■ Source material:

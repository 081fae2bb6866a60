//! docscrape - documentation-site crawler and content normalizer
//!
//! Starting from a seed URL, docscrape discovers pages within an allow
//! list, fetches them through a shared rate limiter into a staging
//! directory, then runs three batch passes over that directory:
//!
//! 1. [`dedup`] removes byte-identical artifacts, keeping the oldest
//! 2. [`normalize`] converts HTML to Markdown or plain text, and notebooks
//!    to Markdown
//! 3. [`clean`] regex-strips boilerplate and archives the originals
//!
//! ## Fetcher System
//!
//! The crawl controller talks to the [`Fetcher`] trait. [`HttpFetcher`]
//! is the production implementation; tests substitute their own.

pub mod artifact;
pub mod clean;
pub mod config;
pub mod convert;
pub mod crawl;
pub mod dedup;
mod error;
pub mod fetchers;
pub mod links;
pub mod normalize;
pub mod notebook;
pub mod pipeline;
pub mod rate_limit;
pub mod urls;

pub use artifact::{ContentKind, FetchOutcome, StagedArtifact, ORIG_DOCS_DIR};
pub use clean::{CleanReport, Cleaner, PatternSet, DEFAULT_MARKDOWN_PATTERNS};
pub use config::{Config, PatternSource, ValidatedConfig};
pub use convert::{html_to_markdown, html_to_text, ConvertOptions, OutputFormat};
pub use crawl::{CrawlReport, CrawlSession, FrontierOrder};
pub use dedup::{deduplicate, DedupReport};
pub use error::{ConfigError, FetchError, PipelineError};
pub use fetchers::{FetchOptions, Fetcher, HttpFetcher};
pub use normalize::{NormalizeReport, Normalizer};
pub use notebook::notebook_to_markdown;
pub use pipeline::PipelineReport;
pub use rate_limit::{Clock, RateLimiter};
pub use urls::{normalize_url, AllowList, AllowRule};

/// Default User-Agent string
pub const DEFAULT_USER_AGENT: &str = concat!("docscrape/", env!("CARGO_PKG_VERSION"));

■ The task:
Give the material above again in its entirety, exactly as it appears.

■ Task result:
repository 081fae2bb6866a60
//! docscrape - documentation-site crawler and content normalizer
//!
//! Starting from a seed URL, docscrape discovers pages within an allow
//! list, fetches them through a shared rate limiter into a staging
//! directory, then runs three batch passes over that directory:
//!
//! 1. [`dedup`] removes byte-identical artifacts, keeping the oldest
//! 2. [`normalize`] converts HTML to Markdown or plain text, and notebooks
//!    to Markdown
//! 3. [`clean`] regex-strips boilerplate and archives the originals
//!
//! ## Fetcher System
//!
//! The crawl controller talks to the [`Fetcher`] trait. [`HttpFetcher`]
//! is the production implementation; tests substitute their own.

pub mod artifact;
pub mod clean;
pub mod config;
pub mod convert;
pub mod crawl;
pub mod dedup;
mod error;
pub mod fetchers;
pub mod links;
pub mod normalize;
pub mod notebook;
pub mod pipeline;
pub mod rate_limit;
pub mod urls;

pub use artifact::{ContentKind, FetchOutcome, StagedArtifact, ORIG_DOCS_DIR};
pub use clean::{CleanReport, Cleaner, PatternSet, DEFAULT_MARKDOWN_PATTERNS};
pub use config::{Config, PatternSource, ValidatedConfig};
pub use convert::{html_to_markdown, html_to_text, ConvertOptions, OutputFormat};
pub use crawl::{CrawlReport, CrawlSession, FrontierOrder};
pub use dedup::{deduplicate, DedupReport};
pub use error::{ConfigError, FetchError, PipelineError};
pub use fetchers::{FetchOptions, Fetcher, HttpFetcher};
pub use normalize::{NormalizeReport, Normalizer};
pub use notebook::notebook_to_markdown;
pub use pipeline::PipelineReport;
pub use rate_limit::{Clock, RateLimiter};
pub use urls::{normalize_url, AllowList, AllowRule};

/// Default User-Agent string
pub const DEFAULT_USER_AGENT: &str = concat!("docscrape/", env!("CARGO_PKG_VERSION"));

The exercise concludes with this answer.